The festival’s films will be screened at the Kızılırmak, the Contemporary Arts Center and the German Cultural Center. While the screenings at the latter two will be free of charge, the tickets for Kızılırmak will be available for 5 Turkish Liras.
The films which will compete for the FIPRESCI Award include:
“As I Open My Eyes,” Leyla Bouzid: Set on the eve of Tunisia’s Jasmine Revolution, the first feature from director Bouzid follows an up-and-coming underground band as they are pulled in all directions by creative energy, authoritarian oppression and rebellion.
“Mountain,” Yaelle Kayam: A devout woman is living with her family in the Jewish cemetery on Jerusalem’s Mount of Olives. During the day, while her husband and children are at school, she is left alone on the mountain. She goes for walks in the cemetery, trying to escape the endless house work.
“Pioneer Heroes,” Natalya Kudryashova: Olga, Katya and Andrey are three friends who had very different dreams as children. In search of happiness, they leave the countryside for Moscow. Their lives caught between the dreams of a childhood spent in the Soviet Union and the realities of contemporary Moscow.
“The Wednesday Child,” Lili Horváth: As a 9-year-old, Maja was abandoned by her mother and placed in an orphanage. Now it is ten years later and she keeps returning to the institution to visit her own four-year-old son. Will she be able to take control of her life despite the unfavorable circumstances and her own self-destructive tendencies?
“Ma,” Celia Rowlson-Hall: In this modern-day vision of Mother Mary’s pilgrimage, a woman crosses the scorched landscape of the American southwest. Reinvented and told entirely through movement, the film playfully deconstructs the role of this woman, who encounters a world full of bold characters that are alternately terrifying and sublime.
“The Gulls” (Chaiki), Ella Manzheeva: Elsa, a fisherman’s wife, lives in a seaside town in Kalmykia. She wants to leave her husband, but doesn’t dare do so for fear of the unknown. However, Elsa’s husband dies. Her husband’s death forces the heroine to reflect and reconsider her views on life, happiness and freedom.
“Summertime,” Catherine Corsini: In 1971 France, a young girl from a rural family moves to Paris and begins a life-changing affair with a feminist activist.
“Song of Songs” (Pesn Pesney), Eva Neyman: Rooted in the Yiddish folklore of Sholem Aleichem’s short stories, Eva Neymann’s tender third feature is a delicate and affecting coming-of-age story set in a Ukrainian shtetl at the beginning of the 20th century.
“Sworn Virgin” (Vergine Giurata), Laura Bispuri: Hana is growing up in an archaic alpine landscape in Albania where the old codes and traditional gender roles prevail. She escapes the fate of a wife and servant when, in accordance with the Kanun, the traditional Albanian law, she pledges herself to life-long virginity, thus sacrificing her femininity for perceived freedom.
“Motherland,” Senem Tüzen: Nesrin is an urban, upper–middle class woman recovering from a divorce.
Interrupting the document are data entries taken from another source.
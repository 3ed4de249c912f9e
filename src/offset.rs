//! Translation of the floating preview for one drag tick.
//!
//! Once the preview element has been measured it is centered under the
//! pointer. Before that (the first tick, while it mounts) the preview keeps the
//! grab point the user picked on the drag source: the pointer minus the
//! distance between where the pointer started and where the source sat.

#[cfg(test)]
#[path = "offset_test.rs"]
mod offset_test;

use tracing::debug;

use crate::geometry::{Point, Size};
use crate::monitor::DragMonitor;

/// Translation that places the preview for this tick.
///
/// Returns `None` when the monitor has no current pointer offset; nothing
/// should be rendered then.
#[must_use]
pub fn compute_translation(monitor: &impl DragMonitor, preview: Option<Size>) -> Option<Point> {
    let pointer = monitor.client_offset()?;
    match preview {
        Some(size) => Some(pointer - size.center()),
        None => Some(pointer - parent_offset(monitor)),
    }
}

/// Initial pointer offset minus initial drag-source offset.
///
/// Collapses to [`Point::ZERO`] when either is absent or the pointer offset
/// is missing a coordinate. The missing-coordinate case shows up right after
/// the host first switches from its pointer backend to its touch backend;
/// the cause is unknown, so it is logged rather than hidden.
#[must_use]
pub fn parent_offset(monitor: &impl DragMonitor) -> Point {
    let Some(client) = monitor.initial_client_offset() else {
        debug!("no initial client offset; parent offset defaults to zero");
        return Point::ZERO;
    };
    let Some(source) = monitor.initial_source_client_offset() else {
        debug!("no initial source offset; parent offset defaults to zero");
        return Point::ZERO;
    };
    let Some(client) = client.complete() else {
        debug!(x = ?client.x, y = ?client.y, "initial client offset has undefined coordinates; parent offset defaults to zero");
        return Point::ZERO;
    };
    client - source
}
She’s quit her office job, abandoned her house in Istanbul and come to the village house of her deceased grandmother to finish a novel and live out her childhood dream of being a writer.
“Evolution,” Lucille Hadzihalilovic: A young boy living in a mysterious, isolated seaside clinic uncovers the sinister purposes of his keepers, in this mesmerizing blend of body horror and surreal fantasy from director Hadzihalilovic.
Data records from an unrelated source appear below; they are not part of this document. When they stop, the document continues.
//! Snapshot codec, baseline store, diff, and the gating rule.
//!
//! A snapshot is the canonical per-rule violation count of one evaluation
//! run. The baseline is the last snapshot persisted by an explicit update;
//! a missing baseline file reads as an all-zero snapshot, never an error.
//! Serialization goes through a `BTreeMap` so repeated saves of the same
//! snapshot are byte-identical.

use crate::error::{RatchetError, Result};
use crate::models::{DiffEntry, EvalOutcome, Regression};
use std::collections::{BTreeMap, BTreeSet};
use std::fs;
use std::path::Path;

/// Mapping from rule name to violation count, canonically ordered.
pub type Snapshot = BTreeMap<String, u64>;

/// Count matches per rule across both evaluator kinds.
///
/// Rule names are expected to be unique across kinds; a colliding name has
/// its counts summed, which the caller must avoid relying on.
pub fn to_snapshot(outcome: &EvalOutcome) -> Snapshot {
    let mut counts = Snapshot::new();
    for (name, matches) in outcome.iter_rules() {
        *counts.entry(name.clone()).or_insert(0) += matches.len() as u64;
    }
    counts
}

/// Load the persisted baseline. Absence means "no history yet".
pub fn load_baseline(path: &Path) -> Result<Snapshot> {
    let raw = match fs::read_to_string(path) {
        Ok(s) => s,
        Err(e) if e.kind() == std::io::ErrorKind::NotFound => return Ok(Snapshot::new()),
        Err(e) => return Err(e.into()),
    };
    serde_json::from_str(&raw).map_err(|e| RatchetError::Config {
        path: path.to_path_buf(),
        reason: format!("baseline file is not a rule-to-count mapping: {e}"),
    })
}

/// Overwrite the baseline wholesale with a canonical serialization.
pub fn save_baseline(path: &Path, snapshot: &Snapshot) -> Result<()> {
    let mut body = serde_json::to_string_pretty(snapshot).map_err(|e| RatchetError::Config {
        path: path.to_path_buf(),
        reason: format!("cannot serialize snapshot: {e}"),
    })?;
    body.push('\n');
    fs::write(path, body)?;
    Ok(())
}

/// Per-rule deltas over the union of keys; a missing key counts as 0.
///
/// Used for human-facing change reports, not for gating.
pub fn diff(current: &Snapshot, previous: &Snapshot) -> Vec<DiffEntry> {
    let keys: BTreeSet<&String> = current.keys().chain(previous.keys()).collect();
    keys.into_iter()
        .map(|rule| {
            let cur = current.get(rule).copied().unwrap_or(0);
            let prev = previous.get(rule).copied().unwrap_or(0);
            DiffEntry {
                rule: rule.clone(),
                previous: prev,
                current: cur,
                delta: cur as i64 - prev as i64,
            }
        })
        .collect()
}

/// The ratchet: a rule regresses iff its current count strictly exceeds
/// its baseline count. Equal or lower counts pass.
pub fn gate(current: &Snapshot, baseline: &Snapshot) -> Vec<Regression> {
    current
        .iter()
        .filter_map(|(rule, &count)| {
            let base = baseline.get(rule).copied().unwrap_or(0);
            (count > base).then(|| Regression {
                rule: rule.clone(),
                baseline: base,
                current: count,
            })
        })
        .collect()
}

#[cfg(test)]
mod tests {
    use super::*;
    use crate::models::MatchRecord;
    use std::path::PathBuf;
    use tempfile::tempdir;

    fn record(file: &str) -> MatchRecord {
        MatchRecord {
            file: PathBuf::from(file),
            line: Some(1),
            content: "x".into(),
        }
    }

    #[test]
    fn test_to_snapshot_counts_and_sums_collisions() {
        let mut outcome = EvalOutcome::default();
        outcome
            .pattern
            .insert("no-print".into(), vec![record("a.py"), record("b.py")]);
        outcome.pattern.insert("no-eval".into(), vec![]);
        // Same name in both kinds: counts sum.
        outcome
            .command
            .insert("no-print".into(), vec![record("c.py")]);

        let snap = to_snapshot(&outcome);
        assert_eq!(snap["no-print"], 3);
        assert_eq!(snap["no-eval"], 0);
    }

    #[test]
    fn test_save_load_round_trip_is_idempotent() {
        let dir = tempdir().unwrap();
        let path = dir.path().join("ratchet_values.json");
        let snap = Snapshot::from([("b-rule".to_string(), 2), ("a-rule".to_string(), 7)]);

        save_baseline(&path, &snap).unwrap();
        let first = fs::read(&path).unwrap();
        let loaded = load_baseline(&path).unwrap();
        assert_eq!(loaded, snap);

        save_baseline(&path, &loaded).unwrap();
        let second = fs::read(&path).unwrap();
        assert_eq!(first, second, "repeated saves must be byte-identical");
    }

    #[test]
    fn test_missing_baseline_is_empty_not_error() {
        let dir = tempdir().unwrap();
        let snap = load_baseline(&dir.path().join("absent.json")).unwrap();
        assert!(snap.is_empty());
    }

    #[test]
    fn test_malformed_baseline_is_config_error() {
        let dir = tempdir().unwrap();
        let path = dir.path().join("ratchet_values.json");
        fs::write(&path, "[1, 2, 3]").unwrap();
        let err = load_baseline(&path).unwrap_err();
        assert!(matches!(err, RatchetError::Config { .. }));
    }

    #[test]
    fn test_diff_over_key_union() {
        let current = Snapshot::from([("a".to_string(), 3), ("b".to_string(), 1)]);
        let previous = Snapshot::from([("a".to_string(), 2), ("c".to_string(), 4)]);
        let entries = diff(&current, &previous);
        assert_eq!(entries.len(), 3);
        assert_eq!((entries[0].rule.as_str(), entries[0].delta), ("a", 1));
        assert_eq!((entries[1].rule.as_str(), entries[1].delta), ("b", 1));
        assert_eq!(
            (entries[2].rule.as_str(), entries[2].previous, entries[2].delta),
            ("c", 4, -4)
        );
    }

    #[test]
    fn test_gate_fails_only_on_increase() {
        let baseline = Snapshot::from([("no-print".to_string(), 2)]);

        let worse = Snapshot::from([("no-print".to_string(), 3)]);
        let regressions = gate(&worse, &baseline);
        assert_eq!(regressions.len(), 1);
        assert_eq!(regressions[0].baseline, 2);
        assert_eq!(regressions[0].current, 3);

        let same = Snapshot::from([("no-print".to_string(), 2)]);
        assert!(gate(&same, &baseline).is_empty());

        let better = Snapshot::from([("no-print".to_string(), 1)]);
        assert!(gate(&better, &baseline).is_empty());
    }

    #[test]
    fn test_gate_treats_missing_baseline_key_as_zero() {
        let baseline = Snapshot::new();
        let current = Snapshot::from([("fresh-rule".to_string(), 1)]);
        let regressions = gate(&current, &baseline);
        assert_eq!(regressions.len(), 1);
        assert_eq!(regressions[0].baseline, 0);
    }
}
“Things to Come” (L’avenir), Mia Hansen-Løve: Nathalie teaches philosophy at a high school in Paris. She is passionate about her job and particularly enjoys passing on the pleasure of thinking. Married with two children, she divides her time between her family, former students and her very possessive mother. One day, Nathalie’s husband announces he is leaving her for another woman. With freedom thrust upon her, Nathalie must reinvent her life.